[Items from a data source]
-.-.-
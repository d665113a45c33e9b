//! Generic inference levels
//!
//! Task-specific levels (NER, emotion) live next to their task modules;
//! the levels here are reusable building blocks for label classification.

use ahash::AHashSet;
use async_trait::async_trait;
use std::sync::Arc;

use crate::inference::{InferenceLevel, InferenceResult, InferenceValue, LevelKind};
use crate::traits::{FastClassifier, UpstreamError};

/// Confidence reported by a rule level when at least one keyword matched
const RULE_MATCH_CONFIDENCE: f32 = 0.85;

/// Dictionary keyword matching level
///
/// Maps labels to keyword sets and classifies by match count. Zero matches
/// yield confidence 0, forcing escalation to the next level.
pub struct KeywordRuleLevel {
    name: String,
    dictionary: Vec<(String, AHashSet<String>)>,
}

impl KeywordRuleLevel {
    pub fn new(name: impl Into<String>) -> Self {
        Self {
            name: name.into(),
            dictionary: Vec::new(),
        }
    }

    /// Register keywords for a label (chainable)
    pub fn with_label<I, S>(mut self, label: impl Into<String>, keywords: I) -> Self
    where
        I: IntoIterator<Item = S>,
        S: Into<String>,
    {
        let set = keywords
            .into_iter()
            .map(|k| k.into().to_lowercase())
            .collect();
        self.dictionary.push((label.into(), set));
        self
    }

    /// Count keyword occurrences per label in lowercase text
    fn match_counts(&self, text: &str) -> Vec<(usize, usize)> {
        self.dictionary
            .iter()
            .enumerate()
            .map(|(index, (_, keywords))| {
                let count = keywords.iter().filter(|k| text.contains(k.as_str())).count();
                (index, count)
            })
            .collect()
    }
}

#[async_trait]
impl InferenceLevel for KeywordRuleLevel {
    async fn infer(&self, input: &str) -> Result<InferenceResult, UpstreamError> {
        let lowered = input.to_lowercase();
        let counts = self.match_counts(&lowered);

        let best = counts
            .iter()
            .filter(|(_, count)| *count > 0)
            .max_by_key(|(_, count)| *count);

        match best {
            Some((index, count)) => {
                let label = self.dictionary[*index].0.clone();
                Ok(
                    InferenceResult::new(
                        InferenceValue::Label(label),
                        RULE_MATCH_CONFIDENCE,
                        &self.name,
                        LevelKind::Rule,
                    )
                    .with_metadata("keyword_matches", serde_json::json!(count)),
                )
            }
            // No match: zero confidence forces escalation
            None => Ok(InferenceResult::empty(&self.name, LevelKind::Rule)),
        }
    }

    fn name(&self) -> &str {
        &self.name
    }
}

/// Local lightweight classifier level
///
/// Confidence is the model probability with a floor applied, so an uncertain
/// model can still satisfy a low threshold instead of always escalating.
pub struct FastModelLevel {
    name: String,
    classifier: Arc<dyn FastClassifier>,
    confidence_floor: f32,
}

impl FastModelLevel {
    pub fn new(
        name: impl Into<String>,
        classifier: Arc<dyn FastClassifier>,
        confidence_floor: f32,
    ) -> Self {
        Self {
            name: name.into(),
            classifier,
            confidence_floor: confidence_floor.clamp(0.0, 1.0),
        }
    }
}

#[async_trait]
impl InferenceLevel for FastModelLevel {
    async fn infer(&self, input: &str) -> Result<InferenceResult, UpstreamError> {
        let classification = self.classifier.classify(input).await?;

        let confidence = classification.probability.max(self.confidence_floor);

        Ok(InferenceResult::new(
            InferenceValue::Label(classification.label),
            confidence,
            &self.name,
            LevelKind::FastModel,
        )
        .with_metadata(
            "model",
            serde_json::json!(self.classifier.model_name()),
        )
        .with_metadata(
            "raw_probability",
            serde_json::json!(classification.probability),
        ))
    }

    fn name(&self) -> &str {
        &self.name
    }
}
-.-.-
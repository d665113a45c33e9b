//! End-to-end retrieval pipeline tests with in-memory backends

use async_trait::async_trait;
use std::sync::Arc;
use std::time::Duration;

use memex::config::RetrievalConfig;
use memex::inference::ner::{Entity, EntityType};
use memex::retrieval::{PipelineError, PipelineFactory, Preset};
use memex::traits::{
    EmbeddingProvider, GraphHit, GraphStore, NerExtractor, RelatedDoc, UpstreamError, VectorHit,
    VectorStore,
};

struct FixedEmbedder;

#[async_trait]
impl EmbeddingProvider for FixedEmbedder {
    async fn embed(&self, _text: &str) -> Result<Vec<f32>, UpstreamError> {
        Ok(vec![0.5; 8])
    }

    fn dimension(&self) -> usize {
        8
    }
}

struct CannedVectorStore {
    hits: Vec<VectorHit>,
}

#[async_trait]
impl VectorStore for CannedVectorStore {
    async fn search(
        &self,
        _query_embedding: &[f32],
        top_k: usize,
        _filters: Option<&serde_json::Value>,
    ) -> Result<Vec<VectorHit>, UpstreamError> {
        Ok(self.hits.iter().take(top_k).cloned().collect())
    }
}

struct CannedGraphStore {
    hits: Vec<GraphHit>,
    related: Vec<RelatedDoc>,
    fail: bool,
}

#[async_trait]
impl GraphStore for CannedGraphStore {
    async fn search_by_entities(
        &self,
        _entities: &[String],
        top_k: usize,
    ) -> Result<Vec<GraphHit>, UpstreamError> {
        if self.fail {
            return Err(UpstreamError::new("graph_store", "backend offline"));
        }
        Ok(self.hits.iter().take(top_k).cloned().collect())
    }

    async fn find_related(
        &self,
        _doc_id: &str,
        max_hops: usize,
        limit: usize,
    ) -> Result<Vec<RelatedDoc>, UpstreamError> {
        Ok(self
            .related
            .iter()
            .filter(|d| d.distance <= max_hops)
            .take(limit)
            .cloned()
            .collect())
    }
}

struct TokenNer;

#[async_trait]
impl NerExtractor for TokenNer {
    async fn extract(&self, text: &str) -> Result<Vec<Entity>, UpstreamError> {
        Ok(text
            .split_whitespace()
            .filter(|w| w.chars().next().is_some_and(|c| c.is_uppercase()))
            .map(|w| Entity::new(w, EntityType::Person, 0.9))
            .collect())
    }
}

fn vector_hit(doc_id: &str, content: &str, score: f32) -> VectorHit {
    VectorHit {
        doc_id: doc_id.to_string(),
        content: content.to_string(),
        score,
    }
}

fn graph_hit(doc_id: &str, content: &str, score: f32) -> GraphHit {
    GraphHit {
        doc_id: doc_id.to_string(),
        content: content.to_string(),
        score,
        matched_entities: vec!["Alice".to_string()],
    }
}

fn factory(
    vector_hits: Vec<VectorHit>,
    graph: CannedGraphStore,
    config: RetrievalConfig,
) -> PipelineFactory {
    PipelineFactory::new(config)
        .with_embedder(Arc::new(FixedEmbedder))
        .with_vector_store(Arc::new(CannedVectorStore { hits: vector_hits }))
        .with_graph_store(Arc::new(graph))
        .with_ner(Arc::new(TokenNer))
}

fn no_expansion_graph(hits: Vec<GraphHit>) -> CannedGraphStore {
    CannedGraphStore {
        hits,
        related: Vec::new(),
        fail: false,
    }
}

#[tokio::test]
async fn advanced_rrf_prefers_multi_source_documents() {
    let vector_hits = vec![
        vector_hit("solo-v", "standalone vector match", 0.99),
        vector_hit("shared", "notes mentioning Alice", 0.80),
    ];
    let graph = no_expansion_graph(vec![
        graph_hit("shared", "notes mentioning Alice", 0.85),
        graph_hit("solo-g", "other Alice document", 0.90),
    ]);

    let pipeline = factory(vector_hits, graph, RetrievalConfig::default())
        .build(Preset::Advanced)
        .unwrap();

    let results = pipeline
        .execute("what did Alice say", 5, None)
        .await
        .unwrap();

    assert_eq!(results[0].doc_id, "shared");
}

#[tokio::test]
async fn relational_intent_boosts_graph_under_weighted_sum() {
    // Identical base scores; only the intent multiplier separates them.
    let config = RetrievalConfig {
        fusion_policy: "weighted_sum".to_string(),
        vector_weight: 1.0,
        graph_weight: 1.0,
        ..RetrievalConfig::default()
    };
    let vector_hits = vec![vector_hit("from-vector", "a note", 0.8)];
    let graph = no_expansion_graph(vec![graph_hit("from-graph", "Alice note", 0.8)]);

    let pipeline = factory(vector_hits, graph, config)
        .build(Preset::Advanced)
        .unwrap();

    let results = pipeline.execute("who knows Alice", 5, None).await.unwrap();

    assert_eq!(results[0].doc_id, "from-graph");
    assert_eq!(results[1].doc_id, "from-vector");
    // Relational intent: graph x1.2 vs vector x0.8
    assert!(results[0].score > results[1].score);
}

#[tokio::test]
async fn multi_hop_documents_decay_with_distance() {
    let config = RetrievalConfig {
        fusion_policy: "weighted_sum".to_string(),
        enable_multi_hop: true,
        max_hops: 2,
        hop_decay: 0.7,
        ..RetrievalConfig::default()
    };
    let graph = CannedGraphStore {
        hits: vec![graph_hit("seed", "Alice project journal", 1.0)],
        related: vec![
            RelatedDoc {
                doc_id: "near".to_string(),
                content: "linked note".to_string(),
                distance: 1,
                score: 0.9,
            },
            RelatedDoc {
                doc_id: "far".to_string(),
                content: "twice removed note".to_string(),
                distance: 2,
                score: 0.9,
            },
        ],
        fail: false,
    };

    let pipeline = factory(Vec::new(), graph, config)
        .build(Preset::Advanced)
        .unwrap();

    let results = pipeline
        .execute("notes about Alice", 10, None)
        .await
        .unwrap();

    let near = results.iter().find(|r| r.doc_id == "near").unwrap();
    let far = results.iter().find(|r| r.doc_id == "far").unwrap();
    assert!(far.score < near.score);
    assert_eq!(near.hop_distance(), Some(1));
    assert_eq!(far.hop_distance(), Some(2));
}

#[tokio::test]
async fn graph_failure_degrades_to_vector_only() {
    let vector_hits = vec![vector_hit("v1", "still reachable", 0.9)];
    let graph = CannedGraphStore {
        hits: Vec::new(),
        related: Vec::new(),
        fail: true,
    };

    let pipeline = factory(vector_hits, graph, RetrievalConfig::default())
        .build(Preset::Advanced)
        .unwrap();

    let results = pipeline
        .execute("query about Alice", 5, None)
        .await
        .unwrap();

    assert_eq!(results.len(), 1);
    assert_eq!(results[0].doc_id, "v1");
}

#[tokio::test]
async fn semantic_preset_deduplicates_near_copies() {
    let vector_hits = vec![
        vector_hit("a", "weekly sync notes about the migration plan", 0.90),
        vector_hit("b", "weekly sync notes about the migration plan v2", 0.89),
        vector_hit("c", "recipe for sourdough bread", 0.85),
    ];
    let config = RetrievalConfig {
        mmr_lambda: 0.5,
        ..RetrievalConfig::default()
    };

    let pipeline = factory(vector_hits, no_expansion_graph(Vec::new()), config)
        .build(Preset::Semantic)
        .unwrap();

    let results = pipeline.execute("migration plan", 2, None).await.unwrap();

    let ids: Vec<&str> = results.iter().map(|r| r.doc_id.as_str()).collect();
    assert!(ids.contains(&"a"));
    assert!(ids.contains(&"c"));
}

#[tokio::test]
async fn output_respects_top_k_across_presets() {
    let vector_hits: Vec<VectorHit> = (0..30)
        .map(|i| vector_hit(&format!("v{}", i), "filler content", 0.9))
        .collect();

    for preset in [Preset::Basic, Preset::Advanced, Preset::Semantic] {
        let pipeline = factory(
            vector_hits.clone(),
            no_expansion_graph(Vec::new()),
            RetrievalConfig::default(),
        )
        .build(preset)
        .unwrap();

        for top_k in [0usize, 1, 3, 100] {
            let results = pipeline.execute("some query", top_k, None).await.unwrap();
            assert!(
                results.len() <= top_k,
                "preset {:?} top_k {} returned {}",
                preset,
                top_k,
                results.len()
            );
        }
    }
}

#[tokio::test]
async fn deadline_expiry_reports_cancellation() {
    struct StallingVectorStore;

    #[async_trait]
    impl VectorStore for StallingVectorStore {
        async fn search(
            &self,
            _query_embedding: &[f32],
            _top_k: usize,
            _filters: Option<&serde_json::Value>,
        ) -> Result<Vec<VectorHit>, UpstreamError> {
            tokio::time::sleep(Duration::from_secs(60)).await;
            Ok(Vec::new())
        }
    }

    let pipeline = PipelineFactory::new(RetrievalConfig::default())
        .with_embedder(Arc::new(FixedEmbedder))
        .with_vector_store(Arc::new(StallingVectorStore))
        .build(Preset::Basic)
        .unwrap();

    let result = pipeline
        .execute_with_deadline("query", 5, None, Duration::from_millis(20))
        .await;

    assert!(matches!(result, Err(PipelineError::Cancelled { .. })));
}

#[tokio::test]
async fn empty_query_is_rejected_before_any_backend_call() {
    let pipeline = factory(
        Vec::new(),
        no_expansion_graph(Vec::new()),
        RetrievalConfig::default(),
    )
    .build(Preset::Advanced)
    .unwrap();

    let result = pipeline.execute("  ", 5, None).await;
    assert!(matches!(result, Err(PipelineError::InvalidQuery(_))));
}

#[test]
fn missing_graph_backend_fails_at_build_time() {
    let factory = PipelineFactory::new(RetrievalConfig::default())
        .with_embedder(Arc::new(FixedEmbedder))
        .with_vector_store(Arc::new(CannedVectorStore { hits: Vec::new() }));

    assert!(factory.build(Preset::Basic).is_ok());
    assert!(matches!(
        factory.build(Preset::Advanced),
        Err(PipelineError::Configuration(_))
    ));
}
-.-.-
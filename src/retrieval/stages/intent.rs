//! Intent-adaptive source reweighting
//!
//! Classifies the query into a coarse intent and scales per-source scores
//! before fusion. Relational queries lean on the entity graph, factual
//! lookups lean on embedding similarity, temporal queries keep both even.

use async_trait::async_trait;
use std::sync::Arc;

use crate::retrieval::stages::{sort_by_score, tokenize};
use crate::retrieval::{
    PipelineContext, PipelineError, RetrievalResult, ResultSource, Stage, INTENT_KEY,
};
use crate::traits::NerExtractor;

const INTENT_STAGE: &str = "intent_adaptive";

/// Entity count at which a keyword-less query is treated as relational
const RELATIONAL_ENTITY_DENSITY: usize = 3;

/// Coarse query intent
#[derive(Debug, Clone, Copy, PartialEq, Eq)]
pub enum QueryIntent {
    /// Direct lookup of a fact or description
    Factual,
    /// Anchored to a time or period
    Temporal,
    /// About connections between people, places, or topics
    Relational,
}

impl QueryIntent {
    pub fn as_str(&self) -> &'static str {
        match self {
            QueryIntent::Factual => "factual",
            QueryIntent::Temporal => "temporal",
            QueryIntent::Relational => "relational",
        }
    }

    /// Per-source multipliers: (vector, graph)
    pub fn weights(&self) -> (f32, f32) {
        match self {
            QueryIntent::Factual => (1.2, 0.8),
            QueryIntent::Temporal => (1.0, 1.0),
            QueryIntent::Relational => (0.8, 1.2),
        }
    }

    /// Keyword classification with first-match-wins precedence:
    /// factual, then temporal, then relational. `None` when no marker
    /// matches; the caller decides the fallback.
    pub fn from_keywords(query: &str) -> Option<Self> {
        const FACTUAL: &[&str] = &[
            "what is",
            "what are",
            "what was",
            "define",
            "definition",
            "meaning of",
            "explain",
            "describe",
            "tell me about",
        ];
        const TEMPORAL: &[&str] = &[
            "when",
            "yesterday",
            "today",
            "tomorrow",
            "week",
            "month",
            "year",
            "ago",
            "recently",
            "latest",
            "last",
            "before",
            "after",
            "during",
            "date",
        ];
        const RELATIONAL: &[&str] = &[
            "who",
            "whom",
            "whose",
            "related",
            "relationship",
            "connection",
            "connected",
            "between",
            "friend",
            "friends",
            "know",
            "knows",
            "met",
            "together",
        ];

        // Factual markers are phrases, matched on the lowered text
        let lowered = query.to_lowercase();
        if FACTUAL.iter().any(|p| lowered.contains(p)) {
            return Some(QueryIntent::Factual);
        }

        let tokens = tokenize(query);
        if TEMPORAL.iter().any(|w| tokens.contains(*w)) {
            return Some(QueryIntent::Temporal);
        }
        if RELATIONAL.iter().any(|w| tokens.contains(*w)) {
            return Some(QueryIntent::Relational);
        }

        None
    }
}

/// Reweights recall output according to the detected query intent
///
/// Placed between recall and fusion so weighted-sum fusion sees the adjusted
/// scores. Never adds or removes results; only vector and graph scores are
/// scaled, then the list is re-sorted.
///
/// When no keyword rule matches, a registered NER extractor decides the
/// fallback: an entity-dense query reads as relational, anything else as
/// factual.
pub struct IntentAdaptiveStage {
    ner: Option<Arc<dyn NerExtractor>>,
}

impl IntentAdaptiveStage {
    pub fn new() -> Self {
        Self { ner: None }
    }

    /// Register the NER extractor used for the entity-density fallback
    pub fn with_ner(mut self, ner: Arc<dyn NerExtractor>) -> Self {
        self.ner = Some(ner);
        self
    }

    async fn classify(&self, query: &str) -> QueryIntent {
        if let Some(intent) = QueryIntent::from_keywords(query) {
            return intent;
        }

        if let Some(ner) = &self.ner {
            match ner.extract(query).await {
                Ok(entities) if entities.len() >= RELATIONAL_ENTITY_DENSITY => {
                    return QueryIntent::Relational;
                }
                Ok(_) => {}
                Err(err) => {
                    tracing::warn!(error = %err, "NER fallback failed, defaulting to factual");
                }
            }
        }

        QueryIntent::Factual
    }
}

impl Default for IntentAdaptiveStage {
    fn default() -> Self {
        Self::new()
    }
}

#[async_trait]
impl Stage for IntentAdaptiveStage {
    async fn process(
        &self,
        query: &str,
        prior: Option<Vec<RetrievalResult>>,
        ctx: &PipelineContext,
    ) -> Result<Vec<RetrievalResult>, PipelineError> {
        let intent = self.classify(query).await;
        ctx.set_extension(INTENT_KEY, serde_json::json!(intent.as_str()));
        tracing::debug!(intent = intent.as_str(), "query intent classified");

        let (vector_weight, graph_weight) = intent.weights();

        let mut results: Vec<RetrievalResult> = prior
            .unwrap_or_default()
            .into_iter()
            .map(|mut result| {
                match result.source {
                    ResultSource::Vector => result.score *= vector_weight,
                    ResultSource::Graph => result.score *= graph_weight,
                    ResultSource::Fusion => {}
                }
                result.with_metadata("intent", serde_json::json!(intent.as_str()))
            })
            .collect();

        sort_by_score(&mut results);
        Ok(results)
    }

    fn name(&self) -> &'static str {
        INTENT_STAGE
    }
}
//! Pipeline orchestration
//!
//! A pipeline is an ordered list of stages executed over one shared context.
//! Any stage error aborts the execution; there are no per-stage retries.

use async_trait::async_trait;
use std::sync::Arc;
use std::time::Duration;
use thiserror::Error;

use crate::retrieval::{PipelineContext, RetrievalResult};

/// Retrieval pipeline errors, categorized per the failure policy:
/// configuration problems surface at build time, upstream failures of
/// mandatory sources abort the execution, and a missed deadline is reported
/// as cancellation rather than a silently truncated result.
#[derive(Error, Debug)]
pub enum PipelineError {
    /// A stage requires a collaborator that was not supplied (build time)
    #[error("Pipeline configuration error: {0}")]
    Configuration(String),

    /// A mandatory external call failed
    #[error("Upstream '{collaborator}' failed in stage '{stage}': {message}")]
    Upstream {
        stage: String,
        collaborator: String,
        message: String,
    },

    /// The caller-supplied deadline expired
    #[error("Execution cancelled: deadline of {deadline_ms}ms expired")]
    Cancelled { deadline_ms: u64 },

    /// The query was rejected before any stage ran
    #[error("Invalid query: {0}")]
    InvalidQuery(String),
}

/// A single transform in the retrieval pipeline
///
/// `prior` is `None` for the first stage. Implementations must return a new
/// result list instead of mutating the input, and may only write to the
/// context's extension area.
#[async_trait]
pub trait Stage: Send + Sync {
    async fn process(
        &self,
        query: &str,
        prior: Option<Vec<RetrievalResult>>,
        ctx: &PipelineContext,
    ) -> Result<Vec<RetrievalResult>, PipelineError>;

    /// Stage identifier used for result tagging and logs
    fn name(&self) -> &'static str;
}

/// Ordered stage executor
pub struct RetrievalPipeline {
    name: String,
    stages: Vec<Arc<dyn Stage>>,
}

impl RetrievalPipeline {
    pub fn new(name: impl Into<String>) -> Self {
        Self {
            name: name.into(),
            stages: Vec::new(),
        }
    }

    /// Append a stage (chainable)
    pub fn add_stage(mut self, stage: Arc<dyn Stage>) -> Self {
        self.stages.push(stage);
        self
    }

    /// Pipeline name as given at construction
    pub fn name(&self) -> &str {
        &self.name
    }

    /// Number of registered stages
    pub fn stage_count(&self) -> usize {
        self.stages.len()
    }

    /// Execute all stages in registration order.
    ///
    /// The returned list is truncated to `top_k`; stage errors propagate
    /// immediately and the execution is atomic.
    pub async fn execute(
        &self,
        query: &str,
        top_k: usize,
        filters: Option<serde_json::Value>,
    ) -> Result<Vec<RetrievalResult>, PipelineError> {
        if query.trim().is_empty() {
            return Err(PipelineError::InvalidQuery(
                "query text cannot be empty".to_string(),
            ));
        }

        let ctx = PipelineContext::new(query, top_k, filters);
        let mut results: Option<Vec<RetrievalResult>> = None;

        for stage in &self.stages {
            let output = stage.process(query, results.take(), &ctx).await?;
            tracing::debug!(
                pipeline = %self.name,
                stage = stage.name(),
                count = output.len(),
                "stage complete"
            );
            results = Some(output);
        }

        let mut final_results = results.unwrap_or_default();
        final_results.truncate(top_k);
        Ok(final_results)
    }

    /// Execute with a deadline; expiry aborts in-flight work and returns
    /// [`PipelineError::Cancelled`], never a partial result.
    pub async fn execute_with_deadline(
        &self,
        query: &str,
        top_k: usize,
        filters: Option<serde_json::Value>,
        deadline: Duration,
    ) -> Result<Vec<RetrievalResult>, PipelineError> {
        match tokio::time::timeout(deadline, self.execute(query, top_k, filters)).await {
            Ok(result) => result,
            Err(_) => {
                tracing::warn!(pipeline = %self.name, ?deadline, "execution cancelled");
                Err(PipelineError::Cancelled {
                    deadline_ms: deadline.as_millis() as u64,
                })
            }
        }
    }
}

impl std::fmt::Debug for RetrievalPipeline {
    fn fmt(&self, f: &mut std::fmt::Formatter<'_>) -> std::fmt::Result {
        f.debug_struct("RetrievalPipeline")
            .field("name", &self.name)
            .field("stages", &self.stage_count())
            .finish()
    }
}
-.-.-
Each line of the records above that includes the string "FastClassifier" should be counted. Report the total alone.

* [EXERCISE RESULT] 3